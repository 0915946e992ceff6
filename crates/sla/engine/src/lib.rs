//! SLA Milestone Engine
//!
//! The engine evaluates support tickets against their first-response and
//! resolution deadlines, fires one notification per crossed milestone
//! (50%, 75%, 100%), captures write-once timestamps, and auto-closes
//! resolved tickets after a grace period.
//!
//! # Key Principle
//!
//! **Every state change is monotonic.** Milestone flags only move from
//! unset to set and captured timestamps are never overwritten, so an
//! interrupted cycle is safely resumed by the next one.
//!
//! # Architecture
//!
//! The [`SlaOrchestrator`] composes specialized components:
//!
//! - [`calculator`]: Converts a deadline window into an elapsed percentage
//! - [`MilestoneTracker`]: Decides which milestones are newly crossed
//! - [`TimestampRecorder`]: Captures first-response and resolution times
//! - [`NotificationDispatcher`]: Resolves the assignee and sends the alert
//! - [`LifecycleCloser`]: Moves resolved tickets to closed after a grace period
//!
//! Everything outside the engine (ticket database, tracking persistence,
//! user directory, mail) is reached through the traits in [`ports`].
//!
//! # Example
//!
//! ```rust
//! use std::sync::Arc;
//! use chrono::{Duration, Utc};
//! use sla_engine::memory::*;
//! use sla_engine::{EngineConfig, SlaOrchestrator};
//! use sla_types::*;
//!
//! # tokio_test_block(async {
//! let t0 = Utc::now();
//! let tickets = Arc::new(InMemoryTicketStore::new());
//! tickets
//!     .insert(Ticket::new("HD-1", t0).with_response_by(t0 + Duration::minutes(10)))
//!     .await;
//!
//! let directory = Arc::new(InMemoryDirectory::new());
//! directory.assign("HD-1", "agent").await;
//! directory.set_email("agent", "agent@example.com").await;
//!
//! let mail = Arc::new(RecordingMailTransport::new());
//! let orchestrator = SlaOrchestrator::new(
//!     tickets,
//!     Arc::new(InMemoryTrackingStore::new()),
//!     directory,
//!     mail.clone(),
//!     EngineConfig::default(),
//! );
//!
//! let report = orchestrator.run_cycle(t0 + Duration::minutes(6)).await;
//! assert_eq!(report.sent_count(), 1);
//! assert_eq!(mail.sent().await[0].subject, "First Response SLA Alert (50%) - Ticket HD-1");
//! # });
//! # fn tokio_test_block<F: std::future::Future>(f: F) -> F::Output {
//! #     tokio::runtime::Builder::new_current_thread().build().unwrap().block_on(f)
//! # }
//! ```

#![deny(unsafe_code)]

pub mod calculator;
pub mod closer;
pub mod dispatcher;
pub mod memory;
pub mod orchestrator;
pub mod ports;
pub mod recorder;
pub mod report;
pub mod tracker;

// Re-export main types
pub use calculator::elapsed_percentage;
pub use closer::LifecycleCloser;
pub use dispatcher::{DispatchOutcome, NotificationDispatcher};
pub use orchestrator::{EngineConfig, SlaOrchestrator};
pub use ports::{
    find_or_create_record, AssigneeDirectory, MailTransport, OutboundMail, TicketStore,
    TrackingStore,
};
pub use recorder::{RecordedTimestamps, TimestampRecorder};
pub use report::{CycleFailure, CyclePhase, CycleReport, NotificationOutcome, NotificationRecord};
pub use tracker::MilestoneTracker;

_ _ _

Problem
Look for the word "TimestampRecorder" in the listing above, and copy every line where you find it.

Reply to the task
//! - [`TimestampRecorder`]: Captures first-response and resolution times
pub use recorder::{RecordedTimestamps, TimestampRecorder};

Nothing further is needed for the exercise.